Identical sentiments were expressed earlier this year, when motoring writers tested the latest Ford Escort. Mr Parry-Jones and his team had turned an unexceptional car into one that was considerably more refined and much better to drive. I wondered if the previous Escort's popularity was proof that the typical customer is unconcerned about any of the esoteric features and characteristics that concern professional critics. The vast majority of car buyers are not enthusiasts, I said. Don't they regard the car as little more than a glorified domestic appliance on wheels? Mr Parry-Jones shook his head.
"I don't subscribe to the theory that cars are like washing machines," he asserted, glancing towards the many motorsport photographs that decorate his spacious office at Ford's research and development centre in Essex. "There's a danger of radically underestimating the degree of interest and pleasure that the vast majority of customers get from their cars as a bonus on top of the transport function that is the reason for their purchase.
"Sure, the vast majority of people buy a car to get from place to place. But I am firmly convinced that they also appreciate the difference between mediocrity and something worth having. How many people polish the washing machine on a Sunday? The car is one of the world's most exciting and emotionally provocative products. The prospect of shopping for one really excites most people."

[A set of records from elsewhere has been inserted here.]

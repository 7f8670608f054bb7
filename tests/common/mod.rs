#![allow(dead_code)]

use lr35902::cpu::{Cpu, RunState, WReg};
use lr35902::{ElapsedTime, MemoryBus, Steppable};

/// Where test programs are loaded and started.
pub const ORIGIN: u16 = 0x0100;

/// Scratch RAM used by programs that touch memory through (HL).
pub const SCRATCH: u16 = 0xc000;

/// A zeroed core with PC at the program and a stack at the top of memory.
pub fn setup(program: &[u8]) -> (Cpu, MemoryBus) {
    let memory = MemoryBus::with_program(ORIGIN, program).expect("program fits in memory");
    let mut cpu = Cpu::new();
    cpu.set_word_register(WReg::PC, ORIGIN);
    cpu.set_word_register(WReg::SP, 0xfffe);
    (cpu, memory)
}

pub fn step(cpu: &mut Cpu, memory: &mut MemoryBus) -> ElapsedTime {
    cpu.step(memory).expect("instruction executes")
}

/// Steps until the core halts or stops, returning the total T-cycles.
pub fn run_until_halt(cpu: &mut Cpu, memory: &mut MemoryBus, max_steps: usize) -> ElapsedTime {
    let mut elapsed = 0;
    for _ in 0..max_steps {
        elapsed += step(cpu, memory);
        if cpu.run_state() != RunState::Running {
            return elapsed;
        }
    }
    panic!("program did not halt within {} steps", max_steps);
}
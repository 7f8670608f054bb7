/*!
 * A flat 64 KiB memory bus. Enough to host programs for the CPU core in tests, benches
 * and the command-line runner; banking and memory-mapped peripherals belong to the
 * surrounding device.
 */

use crate::component::{Address, Addressable};
use crate::error::{Error, Result};
use log::trace;

const MEMORY_SIZE: usize = 0x10000;
const SERIAL_DATA: Address = 0xff01;
const SERIAL_CONTROL: Address = 0xff02;

pub struct MemoryBus {
    pub data: Box<[u8]>,
    pub serial_port_data: Vec<u8>,
}

impl MemoryBus {
    pub fn new() -> Self {
        Self {
            data: vec![0; MEMORY_SIZE].into_boxed_slice(),
            serial_port_data: Vec::new(),
        }
    }

    /// Builds a bus with `program` copied in starting at `origin`.
    pub fn with_program(origin: u16, program: &[u8]) -> Result<Self> {
        let mut memory_bus = Self::new();
        memory_bus.load(origin, program)?;
        Ok(memory_bus)
    }

    pub fn load(&mut self, origin: u16, program: &[u8]) -> Result<()> {
        let start = usize::from(origin);
        let end = start + program.len();
        if end > MEMORY_SIZE {
            return Err(Error::from_address_with_source(
                end - 1,
                format!("program of {} bytes at {:#06x}", program.len(), origin),
            ));
        }
        self.data[start..end].copy_from_slice(program);
        Ok(())
    }

    /// Bytes written out through the serial port so far.
    pub fn get_serial_port_data(&self) -> &[u8] {
        &self.serial_port_data
    }
}

impl Default for MemoryBus {
    fn default() -> Self {
        Self::new()
    }
}

impl Addressable for MemoryBus {
    fn read_u8(&mut self, address: Address) -> Result<u8> {
        self.data
            .get(address)
            .copied()
            .ok_or_else(|| Error::from_address(address))
    }

    fn write_u8(&mut self, address: Address, data: u8) -> Result<()> {
        // A transfer request on the serial port completes instantly.
        if address == SERIAL_CONTROL && data == 0x81 {
            let byte = self.data[SERIAL_DATA];
            trace!("serial out {:#04x}", byte);
            self.serial_port_data.push(byte);
        }

        let slot = self
            .data
            .get_mut(address)
            .ok_or_else(|| Error::from_address(address))?;
        *slot = data;
        Ok(())
    }
}
/// A byte viewed as eight individually addressable bits, bit 0 being the least significant.
#[derive(Debug, Clone, Copy, PartialEq, Eq)]
pub struct BitField(pub u8);

impl BitField {
    pub fn get_bit(&self, index: u8) -> bool {
        debug_assert!(index < 8);
        self.0 & (1 << index) != 0
    }

    pub fn set_bit(&mut self, index: u8, value: bool) {
        debug_assert!(index < 8);

        if value {
            self.0 |= 1 << index;
        } else {
            self.0 &= !(1 << index);
        }
    }

    pub fn with_bit(mut self, index: u8, value: bool) -> Self {
        self.set_bit(index, value);
        self
    }
}
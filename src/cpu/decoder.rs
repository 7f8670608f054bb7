use std::fmt;

use log::trace;

use crate::component::Addressable;
use crate::cpu::catalog::{
    lookup, InstructionClass, InstructionDescriptor, OperandSpec, OperandType, Table,
};
use crate::error::{Error, Result};

/// An immediate value read from the instruction stream.
#[derive(Debug, Clone, Copy, PartialEq, Eq)]
pub enum OperandValue {
    None,
    Byte(u8),
    Word(u16),
    Displacement(i8),
}

/// One fetched instruction: its descriptor plus the immediates that followed the opcode.
#[derive(Debug, Clone, Copy, PartialEq, Eq)]
pub struct DecodedInstruction {
    descriptor: &'static InstructionDescriptor,
    address: u16,
    length: u8,
    operands: [OperandValue; 2],
}

impl DecodedInstruction {
    /// Builds a decoded instruction directly, taking the length from the descriptor.
    pub fn from_parts(
        descriptor: &'static InstructionDescriptor,
        address: u16,
        operands: [OperandValue; 2],
    ) -> Self {
        Self {
            descriptor,
            address,
            length: descriptor.byte_length,
            operands,
        }
    }

    pub fn descriptor(&self) -> &'static InstructionDescriptor {
        self.descriptor
    }

    /// Address of the first byte (the opcode, or the prefix byte).
    pub fn address(&self) -> u16 {
        self.address
    }

    pub fn length(&self) -> u8 {
        self.length
    }

    /// Address of the byte following this instruction.
    pub fn next_address(&self) -> u16 {
        self.address.wrapping_add(self.length.into())
    }

    pub fn operand_a(&self) -> OperandValue {
        self.operands[0]
    }

    pub fn operand_b(&self) -> OperandValue {
        self.operands[1]
    }

    pub fn operand_values(&self) -> [(&'static OperandSpec, OperandValue); 2] {
        [
            (&self.descriptor.operand_a, self.operands[0]),
            (&self.descriptor.operand_b, self.operands[1]),
        ]
    }
}

impl fmt::Display for DecodedInstruction {
    /// Assembly text with the immediates filled in.
    fn fmt(&self, f: &mut fmt::Formatter<'_>) -> fmt::Result {
        let mut text = self.descriptor.assembly.to_string();
        for value in self.operands {
            text = match value {
                OperandValue::None => text,
                OperandValue::Byte(byte) => {
                    replace_placeholder(&text, &["d8", "a8"], &format!("${:02X}", byte))
                }
                OperandValue::Word(word) => {
                    replace_placeholder(&text, &["d16", "a16"], &format!("${:04X}", word))
                }
                // Relative jumps show their target, SP arithmetic shows the signed offset.
                OperandValue::Displacement(displacement)
                    if self.descriptor.class == InstructionClass::Jr =>
                {
                    let target = self.next_address().wrapping_add_signed(displacement.into());
                    replace_placeholder(&text, &["r8"], &format!("${:04X}", target))
                }
                OperandValue::Displacement(displacement) => {
                    replace_placeholder(&text, &["+r8", "r8"], &format!("{:+}", displacement))
                }
            };
        }
        write!(f, "{}", text)
    }
}

fn replace_placeholder(text: &str, placeholders: &[&str], value: &str) -> String {
    placeholders
        .iter()
        .find(|placeholder| text.contains(*placeholder))
        .map(|placeholder| text.replacen(placeholder, value, 1))
        .unwrap_or_else(|| text.to_string())
}

/// Reads an instruction stream from memory through an advancing cursor.
pub struct Decoder<'a> {
    memory: &'a mut dyn Addressable,
    start: u16,
    cursor: u16,
}

impl<'a> Decoder<'a> {
    pub fn new(memory: &'a mut dyn Addressable, start: u16) -> Self {
        Self {
            memory,
            start,
            cursor: start,
        }
    }

    fn next_byte(&mut self) -> Result<u8> {
        let byte = self.memory.read_u8(self.cursor.into())?;
        self.cursor = self.cursor.wrapping_add(1);
        Ok(byte)
    }

    fn next_word(&mut self) -> Result<u16> {
        let bytes = [self.next_byte()?, self.next_byte()?];
        Ok(u16::from_le_bytes(bytes))
    }

    fn read_operand(&mut self, spec: &OperandSpec) -> Result<OperandValue> {
        let value = match spec.kind() {
            OperandType::Imm8 => OperandValue::Byte(self.next_byte()?),
            OperandType::Disp8 => OperandValue::Displacement(self.next_byte()? as i8),
            OperandType::Imm16 => OperandValue::Word(self.next_word()?),
            _ => OperandValue::None,
        };
        Ok(value)
    }

    /// Decodes the instruction at the start address.
    pub fn decode(mut self) -> Result<DecodedInstruction> {
        let opcode = self.next_byte()?;
        let mut descriptor = lookup(Table::Primary, opcode);
        let mut table = Table::Primary;
        if descriptor.is_prefix {
            let opcode = self.next_byte()?;
            descriptor = lookup(Table::Prefixed, opcode);
            table = Table::Prefixed;
        }

        let operands = [
            self.read_operand(&descriptor.operand_a)?,
            self.read_operand(&descriptor.operand_b)?,
        ];

        let length = self.cursor.wrapping_sub(self.start);
        if length != u16::from(descriptor.byte_length) {
            return Err(Error::catalog_defect(format!(
                "{} opcode {:#04x} decoded to {} bytes, descriptor says {}",
                table, descriptor.opcode, length, descriptor.byte_length
            )));
        }

        trace!(
            "decoded {} at {:#06x} ({} bytes)",
            descriptor.assembly,
            self.start,
            length
        );

        Ok(DecodedInstruction {
            descriptor,
            address: self.start,
            length: descriptor.byte_length,
            operands,
        })
    }
}

/// Decodes the single instruction starting at `address`.
pub fn decode(memory: &mut dyn Addressable, address: u16) -> Result<DecodedInstruction> {
    Decoder::new(memory, address).decode()
}

/// Decodes `count` consecutive instructions starting at `address` without executing them.
pub fn disassemble(
    memory: &mut dyn Addressable,
    address: u16,
    count: usize,
) -> Result<Vec<DecodedInstruction>> {
    let mut instructions = Vec::with_capacity(count);
    let mut address = address;
    for _ in 0..count {
        let instruction = decode(memory, address)?;
        address = instruction.next_address();
        instructions.push(instruction);
    }
    Ok(instructions)
}

#[cfg(test)]
mod tests {
    use super::*;
    use crate::memory::MemoryBus;

    fn decode_bytes(bytes: &[u8]) -> DecodedInstruction {
        let mut memory = MemoryBus::with_program(0x100, bytes).unwrap();
        decode(&mut memory, 0x100).unwrap()
    }

    #[test]
    fn test_decode_immediate_word_little_endian() {
        let instruction = decode_bytes(&[0x01, 0x34, 0x12]);
        assert_eq!(3, instruction.length());
        assert_eq!(OperandValue::Word(0x1234), instruction.operand_b());
        assert_eq!(0x103, instruction.next_address());
        assert_eq!("LD BC,$1234", instruction.to_string());
    }

    #[test]
    fn test_decode_prefixed_instruction() {
        let instruction = decode_bytes(&[0xcb, 0x40]);
        assert_eq!(2, instruction.length());
        assert_eq!(InstructionClass::Bit, instruction.descriptor().class);
        assert_eq!("BIT 0,B", instruction.to_string());
    }

    #[test]
    fn test_decode_displacement() {
        let instruction = decode_bytes(&[0x20, 0xfb]);
        assert_eq!(OperandValue::Displacement(-5), instruction.operand_b());
        assert_eq!("JR NZ,$00FD", instruction.to_string());

        let instruction = decode_bytes(&[0xf8, 0x05]);
        assert_eq!("LD HL,SP+5", instruction.to_string());

        let instruction = decode_bytes(&[0xe8, 0xfe]);
        assert_eq!("ADD SP,-2", instruction.to_string());
    }

    #[test]
    fn test_decode_wraps_at_end_of_memory() {
        let mut memory = MemoryBus::new();
        memory.data[0xffff] = 0xc3;
        memory.data[0x0000] = 0x50;
        memory.data[0x0001] = 0x01;
        let instruction = decode(&mut memory, 0xffff).unwrap();
        assert_eq!(OperandValue::Word(0x0150), instruction.operand_a());
        assert_eq!(0x0002, instruction.next_address());
    }

    #[test]
    fn test_disassemble_run() {
        let mut memory =
            MemoryBus::with_program(0x100, &[0x00, 0x3e, 0x42, 0xe0, 0x80, 0xc9]).unwrap();
        let listing: Vec<String> = disassemble(&mut memory, 0x100, 4)
            .unwrap()
            .iter()
            .map(|instruction| instruction.to_string())
            .collect();
        assert_eq!(vec!["NOP", "LD A,$42", "LDH ($80),A", "RET"], listing);
    }
}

Obsessed with driving characteristics, he has forged a formidable alliance with Jackie Stewart, the triple world champion who is Ford's most famous consultant.
"Even the average driver will appreciate the difference between a car that is just, say, adequate and one that has been refined and honed to a level of excellence," Mr Parry-Jones contends. "I don't think there's a conflict between what the enthusiast wants and what the average driver will appreciate. For instance, it just so happens that one of the nice things about physics is that if you reduce friction in a steering system, to improve the enthusiastic driver's perceptions, most other drivers will also agree that it's better. The difference is that they, unlike the enthusiast, don't know why it's better, which is fair enough. They don't need to know it's nicer because the friction's been reduced.
"Cars that are well developed have a friendly, feel-good factor. Good steering is friendly to all drivers, because it gives a feeling of security. It develops a bond of trust between the car and its driver."
His vice-presidential brief extends from design and development to customer satisfaction and, of course, profitability. The business issues are the biggest challenge, he says. Anyone can make a good car that loses money because customers can't afford it. A major part of the challenge involves cost-effective ways of maintaining the car's acceptability.
"The car is becoming more and more a victim of its own success," he says. "One of the great challenges, especially for those of us who are enthusiasts, is to do everything we can to lessen the car's impact on society - the noise, air pollution, congestion. We must make it a very acceptable and valued part of the infrastructure, as opposed to the negative image it might acquire if we don't pay attention to it.
"None of this is in conflict with what the enthusiast wants. The fact of the matter is that cars have become more fun to drive while also becoming cleaner, safer and quieter. We must maintain that progress. I am aware that there are things scientists might say can't be done. The engineer's job - my job - is to find a way."